• PROVIDED DATA:
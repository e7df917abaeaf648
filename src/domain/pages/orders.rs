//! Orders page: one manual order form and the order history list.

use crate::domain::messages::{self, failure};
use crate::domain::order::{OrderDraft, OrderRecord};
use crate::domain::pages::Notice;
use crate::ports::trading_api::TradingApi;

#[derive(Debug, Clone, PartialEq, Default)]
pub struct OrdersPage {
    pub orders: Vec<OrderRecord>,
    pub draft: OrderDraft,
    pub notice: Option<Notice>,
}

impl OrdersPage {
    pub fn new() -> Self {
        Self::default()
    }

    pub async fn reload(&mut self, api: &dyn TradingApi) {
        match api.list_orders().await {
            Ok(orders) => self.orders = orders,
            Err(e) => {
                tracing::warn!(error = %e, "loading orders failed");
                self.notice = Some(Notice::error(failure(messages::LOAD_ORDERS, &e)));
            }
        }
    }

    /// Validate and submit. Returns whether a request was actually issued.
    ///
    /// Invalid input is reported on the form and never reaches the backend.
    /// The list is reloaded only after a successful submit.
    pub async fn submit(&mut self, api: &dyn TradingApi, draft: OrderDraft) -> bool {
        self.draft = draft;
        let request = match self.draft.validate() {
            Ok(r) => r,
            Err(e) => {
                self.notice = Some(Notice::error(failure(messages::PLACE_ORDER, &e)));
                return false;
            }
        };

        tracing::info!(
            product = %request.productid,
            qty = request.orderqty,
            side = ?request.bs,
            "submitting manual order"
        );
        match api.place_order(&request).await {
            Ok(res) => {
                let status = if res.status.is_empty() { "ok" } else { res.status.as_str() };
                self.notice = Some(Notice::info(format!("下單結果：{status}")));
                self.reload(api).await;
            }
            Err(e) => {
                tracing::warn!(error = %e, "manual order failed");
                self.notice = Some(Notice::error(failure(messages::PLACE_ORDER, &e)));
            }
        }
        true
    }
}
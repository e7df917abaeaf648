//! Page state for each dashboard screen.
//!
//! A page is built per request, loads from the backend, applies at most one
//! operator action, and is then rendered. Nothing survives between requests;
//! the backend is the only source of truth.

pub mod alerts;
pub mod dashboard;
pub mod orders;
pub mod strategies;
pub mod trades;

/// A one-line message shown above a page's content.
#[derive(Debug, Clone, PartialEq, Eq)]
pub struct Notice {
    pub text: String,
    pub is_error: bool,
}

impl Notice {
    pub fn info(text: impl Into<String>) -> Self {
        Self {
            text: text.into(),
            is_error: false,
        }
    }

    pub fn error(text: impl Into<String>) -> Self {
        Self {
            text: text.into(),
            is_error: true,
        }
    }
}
...
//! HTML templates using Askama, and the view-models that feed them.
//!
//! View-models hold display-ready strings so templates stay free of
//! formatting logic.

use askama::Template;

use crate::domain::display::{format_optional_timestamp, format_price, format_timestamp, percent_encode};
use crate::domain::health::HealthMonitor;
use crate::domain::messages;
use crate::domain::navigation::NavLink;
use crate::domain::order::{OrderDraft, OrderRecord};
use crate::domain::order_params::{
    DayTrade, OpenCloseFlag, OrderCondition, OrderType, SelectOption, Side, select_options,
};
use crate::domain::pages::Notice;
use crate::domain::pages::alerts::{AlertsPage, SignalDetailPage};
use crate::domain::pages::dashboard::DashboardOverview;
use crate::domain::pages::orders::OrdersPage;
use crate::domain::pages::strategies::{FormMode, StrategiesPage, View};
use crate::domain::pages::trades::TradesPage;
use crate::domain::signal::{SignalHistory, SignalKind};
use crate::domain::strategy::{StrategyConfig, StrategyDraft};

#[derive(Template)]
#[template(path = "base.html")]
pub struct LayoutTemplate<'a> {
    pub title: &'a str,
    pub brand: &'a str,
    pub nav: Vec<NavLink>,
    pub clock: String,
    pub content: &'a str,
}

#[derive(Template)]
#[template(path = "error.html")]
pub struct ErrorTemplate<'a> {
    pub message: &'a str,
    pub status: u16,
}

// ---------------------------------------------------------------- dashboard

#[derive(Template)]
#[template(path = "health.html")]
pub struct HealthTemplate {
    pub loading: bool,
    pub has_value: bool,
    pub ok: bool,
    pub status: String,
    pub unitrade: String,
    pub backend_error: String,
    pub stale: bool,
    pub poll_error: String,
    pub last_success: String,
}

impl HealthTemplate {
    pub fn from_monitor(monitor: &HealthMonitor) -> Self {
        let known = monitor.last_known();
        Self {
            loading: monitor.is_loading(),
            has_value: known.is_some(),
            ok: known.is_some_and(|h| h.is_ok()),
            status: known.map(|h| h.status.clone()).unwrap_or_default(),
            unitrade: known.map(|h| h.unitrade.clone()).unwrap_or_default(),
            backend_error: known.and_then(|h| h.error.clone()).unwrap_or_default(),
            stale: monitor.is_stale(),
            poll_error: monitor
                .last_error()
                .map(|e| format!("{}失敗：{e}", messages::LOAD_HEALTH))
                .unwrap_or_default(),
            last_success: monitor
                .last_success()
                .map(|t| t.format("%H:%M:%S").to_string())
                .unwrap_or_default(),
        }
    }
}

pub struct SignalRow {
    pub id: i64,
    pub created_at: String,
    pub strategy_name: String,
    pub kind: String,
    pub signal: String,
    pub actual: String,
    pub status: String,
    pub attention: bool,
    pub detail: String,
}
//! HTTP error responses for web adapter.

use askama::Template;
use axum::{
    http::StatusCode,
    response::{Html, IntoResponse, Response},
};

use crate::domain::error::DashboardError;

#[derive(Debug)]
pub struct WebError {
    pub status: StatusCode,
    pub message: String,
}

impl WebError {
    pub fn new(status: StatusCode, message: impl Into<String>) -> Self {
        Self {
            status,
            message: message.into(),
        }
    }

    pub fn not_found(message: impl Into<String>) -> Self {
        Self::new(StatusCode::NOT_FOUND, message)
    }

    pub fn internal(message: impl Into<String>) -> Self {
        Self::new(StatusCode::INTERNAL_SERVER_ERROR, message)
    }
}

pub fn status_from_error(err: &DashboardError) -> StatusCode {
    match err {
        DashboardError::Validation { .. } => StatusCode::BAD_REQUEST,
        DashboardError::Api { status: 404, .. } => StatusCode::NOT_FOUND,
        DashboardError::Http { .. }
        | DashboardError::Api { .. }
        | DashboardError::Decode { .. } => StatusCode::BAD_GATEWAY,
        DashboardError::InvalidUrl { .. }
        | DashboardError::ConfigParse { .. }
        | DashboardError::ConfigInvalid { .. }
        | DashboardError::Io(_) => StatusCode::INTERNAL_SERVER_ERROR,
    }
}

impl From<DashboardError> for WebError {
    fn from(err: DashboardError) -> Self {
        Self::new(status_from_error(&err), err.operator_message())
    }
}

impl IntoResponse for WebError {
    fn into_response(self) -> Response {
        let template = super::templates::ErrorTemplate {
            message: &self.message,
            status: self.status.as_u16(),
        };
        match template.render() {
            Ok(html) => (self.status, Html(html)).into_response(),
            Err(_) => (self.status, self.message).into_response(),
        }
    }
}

• ASSIGNMENT:
Select all lines in the listing that include the word "StatusCode".

• SOLUTION TO THIS PROBLEM:
    http::StatusCode,
    pub status: StatusCode,
    pub fn new(status: StatusCode, message: impl Into<String>) -> Self {
        Self::new(StatusCode::NOT_FOUND, message)
        Self::new(StatusCode::INTERNAL_SERVER_ERROR, message)
pub fn status_from_error(err: &DashboardError) -> StatusCode {
        DashboardError::Validation { .. } => StatusCode::BAD_REQUEST,
        DashboardError::Api { status: 404, .. } => StatusCode::NOT_FOUND,
        | DashboardError::Decode { .. } => StatusCode::BAD_GATEWAY,
        | DashboardError::Io(_) => StatusCode::INTERNAL_SERVER_ERROR,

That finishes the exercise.